ここまでの内容を整理すると、実家の片付けにうんざりしている状態から抜け出すために、今日決められることは3つです。

  1. 今日やる範囲を1か所だけに区切る(全部やろうとしない)
  2. 迷う物は「保留箱」に入れて、判断を今日ではなく別の日に先送りする
  3. 物量や体力的に厳しいと感じたら、外注(生前整理・不用品回収・買取をまとめて頼める業者)を選択肢に入れる。依頼する場合は許可の確認と複数社見積もりを省略しない

「うんざりする」という感覚は、負担が重いことへの正常な反応であって、片付け方が下手だからではありません。すべてを一人で、一気に終わらせようとする前提を外すことが、結果的にいちばんの近道になることがあります。状況別の具体的な進め方は「実家の片付けはどう進める?」、気持ちの面での整理は「実家じまいが寂しいと感じるのはなぜ?」もあわせてご覧ください。

よくある質問

実家の片付けが終わらなくてうんざりしています。自分の進め方が悪いのでしょうか?

進め方が悪いというより、実家の片付けは構造的に終わりが見えにくい作業です。物量が多いだけでなく、1点ずつ「残すか手放すか」を判断する回数がとても多く、しかもその判断基準を親と共有できていないことが多いためです。範囲を区切って少しずつ進める、判断に迷う物は「保留箱」に入れていったん先送りにする、といった工夫で負担を減らすことはできますが、「一人で全部やりきる」という前提そのものを見直してもよい場面は多くあります。

親と物の要不要でぶつかってしまいます。どうすればいいですか?

実家や持ち物は基本的に親のものなので、子の側の価値観で「これは要らないはず」と決めつけて進めると、その後の協力が得にくくなることがあります。捨てる・捨てないの話から入るのではなく、安全面(転倒しやすい動線、避難経路)など命に関わる部分から話を始める方法もあります。具体的な話し方の工夫は「実家の片付けを親と話し合うコツ」で解説しています。
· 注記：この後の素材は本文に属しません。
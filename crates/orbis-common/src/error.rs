use std::path::PathBuf;
use thiserror::Error;

#[derive(Debug, Error)]
pub enum ConfigError {
    #[error("Config file not found: {}", .0.display())]
    NotFound(PathBuf),

    #[error("Cannot read config {}: {source}", path.display())]
    Io {
        path: PathBuf,
        #[source]
        source: std::io::Error,
    },

    #[error("Invalid YAML in {}: {source}", path.display())]
    Yaml {
        path: PathBuf,
        #[source]
        source: serde_yaml::Error,
    },
}

pub type Result<T> = std::result::Result<T, ConfigError>;
// ─────────────────────────────────────────────────────────────────────────
// Mappings

pub fn convert_mapping(source: &Path, progress: &dyn ConversionProgress) -> Result<CachedResource> {
    let bytes = read_xz(ResourceKind::Mapping, source)?;
    let redirects: serde_json::Map<String, serde_json::Value> =
        serde_json::from_slice(&bytes).map_err(|e| parse_error(source, e))?;

    progress.start("Converting mapping", redirects.len() as u64);
    let mut entity_map = BTreeMap::new();

    for (canonical, aliases) in redirects {
        let aliases: Vec<String> = serde_json::from_value(aliases).map_err(|e| parse_error(source, e))?;
        let canonical_uri = to_resource_uri(&canonical);
        for alias in aliases {
            entity_map.insert(to_resource_uri(&alias), canonical_uri.clone());
        }
        progress.advance(1);
    }

    progress.finish();
    Ok(CachedResource::Mapping(entity_map))
}

fn to_resource_uri(title: &str) -> String {
    format!("{RESOURCE_PREFIX}{}", title.replace(' ', "_"))
}

// ─────────────────────────────────────────────────────────────────────────
// Lenses

pub fn convert_lense(source: &Path, progress: &dyn ConversionProgress) -> Result<CachedResource> {
    let bytes = read_xz(ResourceKind::Lense, source)?;
    let text = decode_utf8(source, bytes)?;

    let entities = collect_lines(&text, "Converting lense", progress, normalize_lense_entry);
    Ok(CachedResource::Lense(entities))
}

/// Normalize one raw lense line into an entity URI.
pub fn normalize_lense_entry(line: &str) -> String {
    let terminated = expand_legacy_entities(line);
    let unescaped = html_escape::decode_html_entities(&terminated);
    let unquoted = unquote_plus(&unescaped);
    unquoted
        .replace('\n', "")
        .replace(WIKIPEDIA_PREFIX, RESOURCE_PREFIX)
        .replace(' ', "_")
}

/// Named references HTML allows without a trailing `;`.
const LEGACY_ENTITIES: [&str; 106] = [
    "AElig", "AMP", "Aacute", "Acirc", "Agrave", "Aring", "Atilde", "Auml", "COPY", "Ccedil", "ETH",
    "Eacute", "Ecirc", "Egrave", "Euml", "GT", "Iacute", "Icirc", "Igrave", "Iuml", "LT", "Ntilde",
    "Oacute", "Ocirc", "Ograve", "Oslash", "Otilde", "Ouml", "QUOT", "REG", "THORN", "Uacute", "Ucirc",
    "Ugrave", "Uuml", "Yacute", "aacute", "acirc", "acute", "aelig", "agrave", "amp", "aring", "atilde",
    "auml", "brvbar", "ccedil", "cedil", "cent", "copy", "curren", "deg", "divide", "eacute", "ecirc",
    "egrave", "eth", "euml", "frac12", "frac14", "frac34", "gt", "iacute", "icirc", "iexcl", "igrave",
    "iquest", "iuml", "laquo", "lt", "macr", "micro", "middot", "nbsp", "not", "ntilde", "oacute",
    "ocirc", "ograve", "ordf", "ordm", "oslash", "otilde", "ouml", "para", "plusmn", "pound", "quot",
    "raquo", "reg", "sect", "shy", "sup1", "sup2", "sup3", "szlig", "thorn", "times", "uacute",
    "ucirc", "ugrave", "uml", "uuml", "yacute", "yen", "yuml",
];

/// Terminate legacy references written without `;` (`&ampB` -> `&amp;B`),
/// longest name first, unless the whole run is already a known `&name;`.
fn expand_legacy_entities(line: &str) -> Cow<'_, str> {
    if !line.contains('&') {
        return Cow::Borrowed(line);
    }

    let mut out = String::with_capacity(line.len() + 4);
    let mut rest = line;
    while let Some(at) = rest.find('&') {
        out.push_str(&rest[..at]);
        let after = &rest[at + 1..];
        let run_len = after
            .char_indices()
            .take_while(|(i, c)| *i < 32 && !matches!(c, '\t' | '\n' | '\x0C' | ' ' | '<' | '&' | '#' | ';'))
            .map(|(i, c)| i + c.len_utf8())
            .last()
            .unwrap_or(0);
        let run = &after[..run_len];
        let terminated = after[run_len..].starts_with(';');

        let known = terminated && {
            let reference = format!("&{run};");
            html_escape::decode_html_entities(&reference) != reference
        };
        let legacy = LEGACY_ENTITIES
            .iter()
            .filter(|name| run.starts_with(*name))
            .max_by_key(|name| name.len());

        match legacy {
            Some(name) if !known => {
                out.push('&');
                out.push_str(name);
                out.push(';');
                rest = &after[name.len()..];
            }
            _ => {
                out.push('&');
                rest = after;
            }
        }
    }
    out.push_str(rest);
    Cow::Owned(out)
}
業者に頼むと高くつきそうで不安です。まとめて頼む方法はありますか?

当サイト収録の業者159社(2026年9月時点)のうち、生前整理と不用品回収の両方に対応する業者は59社(37.1%)あります。不用品回収だけでなく買取に対応する業者(79社・49.7%)であれば、価値のある物を買い取ってもらうことで、処分費用の一部を相殺できる場合もあります。1社に何でも頼めるとは限らないため、対応範囲は依頼前に確認してください。

「無料回収」をうたう業者は使っても大丈夫ですか?

国民生活センターは、市区町村から一般廃棄物処理業の許可を受けずに違法に回収を行う事業者への注意を呼びかけています。無料や格安をうたう広告であっても、市区町村のホームページや窓口で一般廃棄物処理業の許可の有無を確認し、複数社から見積もりを取って追加料金の有無を確認したうえで依頼することがすすめられています。焦って1社だけに即決するのは避けたほうがよいポイントです。

見積もりより高い金額を作業後に請求されました。どうすればいいですか?

国民生活センターは、事前の見積もりと異なる高額な料金を請求された場合、その場での支払いを断ることをすすめています。後日、納得した金額で支払う意思があることを伝えつつ、その場での即時払いには応じない、というのが基本的な対応です。不安に思った場合やトラブルになった場合は、一人で悩まず最寄りの消費生活センター(消費者ホットライン188)に相談してください。